> [Task objective]
Please restate the lines shown below exactly, every one of them.

=== Begin Enclosure ===

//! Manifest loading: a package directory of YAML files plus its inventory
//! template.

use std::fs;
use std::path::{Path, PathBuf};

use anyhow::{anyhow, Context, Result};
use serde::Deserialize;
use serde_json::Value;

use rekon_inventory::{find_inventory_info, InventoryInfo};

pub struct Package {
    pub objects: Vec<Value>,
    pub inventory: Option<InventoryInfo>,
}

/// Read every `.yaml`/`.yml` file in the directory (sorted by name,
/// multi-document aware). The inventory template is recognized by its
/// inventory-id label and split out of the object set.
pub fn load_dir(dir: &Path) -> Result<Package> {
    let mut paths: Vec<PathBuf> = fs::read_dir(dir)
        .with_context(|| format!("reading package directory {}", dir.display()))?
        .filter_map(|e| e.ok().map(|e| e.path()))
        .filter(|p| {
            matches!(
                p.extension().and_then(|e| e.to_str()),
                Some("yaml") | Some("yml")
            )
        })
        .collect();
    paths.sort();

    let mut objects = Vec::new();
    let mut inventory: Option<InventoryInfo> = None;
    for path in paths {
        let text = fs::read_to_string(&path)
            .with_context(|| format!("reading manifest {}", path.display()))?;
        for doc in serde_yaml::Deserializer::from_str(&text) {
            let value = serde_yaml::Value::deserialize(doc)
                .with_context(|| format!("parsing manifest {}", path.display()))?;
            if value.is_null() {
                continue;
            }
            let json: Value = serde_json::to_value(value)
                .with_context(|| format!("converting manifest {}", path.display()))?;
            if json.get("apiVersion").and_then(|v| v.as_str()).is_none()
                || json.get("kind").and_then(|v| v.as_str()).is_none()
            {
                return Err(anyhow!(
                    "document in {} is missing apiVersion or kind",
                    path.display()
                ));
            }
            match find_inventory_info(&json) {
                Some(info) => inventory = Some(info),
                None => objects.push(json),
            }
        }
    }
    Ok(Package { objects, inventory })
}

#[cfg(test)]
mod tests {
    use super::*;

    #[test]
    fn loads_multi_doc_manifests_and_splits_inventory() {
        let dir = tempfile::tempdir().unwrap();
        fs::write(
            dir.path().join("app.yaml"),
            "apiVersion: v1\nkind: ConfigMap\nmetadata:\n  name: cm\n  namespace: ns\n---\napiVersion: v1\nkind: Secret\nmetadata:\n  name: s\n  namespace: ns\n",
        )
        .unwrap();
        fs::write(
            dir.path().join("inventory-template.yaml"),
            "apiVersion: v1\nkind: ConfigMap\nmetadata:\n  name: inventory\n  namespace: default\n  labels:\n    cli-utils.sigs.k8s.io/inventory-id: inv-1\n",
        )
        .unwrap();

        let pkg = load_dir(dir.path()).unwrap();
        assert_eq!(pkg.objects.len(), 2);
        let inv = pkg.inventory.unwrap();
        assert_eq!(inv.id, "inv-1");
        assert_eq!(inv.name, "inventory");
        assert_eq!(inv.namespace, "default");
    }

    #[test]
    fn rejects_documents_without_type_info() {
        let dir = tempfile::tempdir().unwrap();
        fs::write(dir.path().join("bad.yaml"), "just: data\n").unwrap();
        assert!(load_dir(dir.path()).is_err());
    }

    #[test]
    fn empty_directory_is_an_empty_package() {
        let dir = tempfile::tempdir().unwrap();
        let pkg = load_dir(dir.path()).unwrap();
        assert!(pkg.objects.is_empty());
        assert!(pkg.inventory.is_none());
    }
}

=== End Enclosure ===

> [Task result]
//! Manifest loading: a package directory of YAML files plus its inventory
//! template.

use std::fs;
use std::path::{Path, PathBuf};

use anyhow::{anyhow, Context, Result};
use serde::Deserialize;
use serde_json::Value;

use rekon_inventory::{find_inventory_info, InventoryInfo};

pub struct Package {
    pub objects: Vec<Value>,
    pub inventory: Option<InventoryInfo>,
}

/// Read every `.yaml`/`.yml` file in the directory (sorted by name,
/// multi-document aware). The inventory template is recognized by its
/// inventory-id label and split out of the object set.
pub fn load_dir(dir: &Path) -> Result<Package> {
    let mut paths: Vec<PathBuf> = fs::read_dir(dir)
        .with_context(|| format!("reading package directory {}", dir.display()))?
        .filter_map(|e| e.ok().map(|e| e.path()))
        .filter(|p| {
            matches!(
                p.extension().and_then(|e| e.to_str()),
                Some("yaml") | Some("yml")
            )
        })
        .collect();
    paths.sort();

    let mut objects = Vec::new();
    let mut inventory: Option<InventoryInfo> = None;
    for path in paths {
        let text = fs::read_to_string(&path)
            .with_context(|| format!("reading manifest {}", path.display()))?;
        for doc in serde_yaml::Deserializer::from_str(&text) {
            let value = serde_yaml::Value::deserialize(doc)
                .with_context(|| format!("parsing manifest {}", path.display()))?;
            if value.is_null() {
                continue;
            }
            let json: Value = serde_json::to_value(value)
                .with_context(|| format!("converting manifest {}", path.display()))?;
            if json.get("apiVersion").and_then(|v| v.as_str()).is_none()
                || json.get("kind").and_then(|v| v.as_str()).is_none()
            {
                return Err(anyhow!(
                    "document in {} is missing apiVersion or kind",
                    path.display()
                ));
            }
            match find_inventory_info(&json) {
                Some(info) => inventory = Some(info),
                None => objects.push(json),
            }
        }
    }
    Ok(Package { objects, inventory })
}

#[cfg(test)]
mod tests {
    use super::*;

    #[test]
    fn loads_multi_doc_manifests_and_splits_inventory() {
        let dir = tempfile::tempdir().unwrap();
        fs::write(
            dir.path().join("app.yaml"),
            "apiVersion: v1\nkind: ConfigMap\nmetadata:\n  name: cm\n  namespace: ns\n---\napiVersion: v1\nkind: Secret\nmetadata:\n  name: s\n  namespace: ns\n",
        )
        .unwrap();
        fs::write(
            dir.path().join("inventory-template.yaml"),
            "apiVersion: v1\nkind: ConfigMap\nmetadata:\n  name: inventory\n  namespace: default\n  labels:\n    cli-utils.sigs.k8s.io/inventory-id: inv-1\n",
        )
        .unwrap();

        let pkg = load_dir(dir.path()).unwrap();
        assert_eq!(pkg.objects.len(), 2);
        let inv = pkg.inventory.unwrap();
        assert_eq!(inv.id, "inv-1");
        assert_eq!(inv.name, "inventory");
        assert_eq!(inv.namespace, "default");
    }

    #[test]
    fn rejects_documents_without_type_info() {
        let dir = tempfile::tempdir().unwrap();
        fs::write(dir.path().join("bad.yaml"), "just: data\n").unwrap();
        assert!(load_dir(dir.path()).is_err());
    }

    #[test]
    fn empty_directory_is_an_empty_package() {
        let dir = tempfile::tempdir().unwrap();
        let pkg = load_dir(dir.path()).unwrap();
        assert!(pkg.objects.is_empty());
        assert!(pkg.inventory.is_none());
    }
}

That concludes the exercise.